Work order: Only lines below containing the string "usize" should be counted; please give that count by itself.

----

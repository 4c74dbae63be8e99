// Shared vocabulary between the sequencer, the renderer and the host glue.
//
// Everything that crosses a module boundary by value lives here: channel ids,
// the punch-in modifiers, and the clamping rules for user-facing numbers.
// Clamping happens at the boundary so nothing downstream has to re-check ranges.

use serde::{Deserialize, Serialize};

pub const SAMPLE_RATE: u32 = 44100;

pub const MIN_BPM: f64 = 40.0;
pub const MAX_BPM: f64 = 240.0;
pub const DEFAULT_BPM: f64 = 120.0;

pub const MAX_SWING: f64 = 100.0;

// the step counts the grid can be switched between
pub const STEP_COUNTS: [usize; 4] = [8, 16, 24, 32];
pub const DEFAULT_STEP_COUNT: usize = 16;

// repeat loops this many straight steps
pub const REPEAT_WINDOW: usize = 4;

#[derive(Clone, Copy, Debug, Default, PartialEq, Eq, PartialOrd, Ord, Hash, Serialize, Deserialize)]
#[serde(transparent)]
pub struct ChannelId(pub u32);

impl std::fmt::Display for ChannelId {
    fn fmt(&self, f: &mut std::fmt::Formatter<'_>) -> std::fmt::Result {
        write!(f, "{}", self.0)
    }
}

#[derive(Clone, Copy, Debug, PartialEq, Eq, PartialOrd, Ord, Hash, Serialize, Deserialize)]
#[serde(transparent)]
pub struct SceneId(pub u32);

// Momentary performance modifier, held while pressed and only meaningful while playing.
#[derive(Clone, Copy, Debug, Default, PartialEq, Eq, Hash, Serialize, Deserialize)]
#[serde(rename_all = "lowercase")]
pub enum PunchIn {
    #[default]
    None,
    Repeat,
    Double,
    Half,
    Swap,
}

impl PunchIn {
    pub fn label(self) -> &'static str {
        match self {
            PunchIn::None => "none",
            PunchIn::Repeat => "repeat",
            PunchIn::Double => "double",
            PunchIn::Half => "half",
            PunchIn::Swap => "swap",
        }
    }
}

// Which grid a step index belongs to.
#[derive(Clone, Copy, Debug, PartialEq, Eq, Hash)]
pub enum Timeline {
    Straight,
    Triplet,
}

// Where the playheads are, as shown to the UI.
#[derive(Clone, Copy, Debug, Default, PartialEq, Eq, Serialize, Deserialize)]
pub struct StepPosition {
    pub current_step: usize,
    pub current_triplet_step: usize,
}

pub fn clamp_bpm(bpm: f64) -> f64 {
    if bpm.is_nan() {
        return DEFAULT_BPM;
    }
    bpm.clamp(MIN_BPM, MAX_BPM)
}

pub fn clamp_swing(swing: f64) -> f64 {
    if swing.is_nan() {
        return 0.0;
    }
    swing.clamp(0.0, MAX_SWING)
}

pub fn clamp_unit(v: f32) -> f32 {
    if v.is_nan() {
        return 0.0;
    }
    v.clamp(0.0, 1.0)
}

// snaps to the nearest supported count; ties go to the smaller one
pub fn snap_step_count(count: usize) -> usize {
    STEP_COUNTS
        .iter()
        .copied()
        .min_by_key(|&c| c.abs_diff(count))
        .unwrap_or(DEFAULT_STEP_COUNT)
}

// Three triplet subdivisions span the time of two straight steps.
pub fn triplet_count(step_count: usize) -> usize {
    step_count * 3 / 2
}

// quantizes the activation step down to the start of its 4-step window
pub fn quantize_repeat_origin(step: usize) -> usize {
    step - step % REPEAT_WINDOW
}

----

Solution to the problem: 8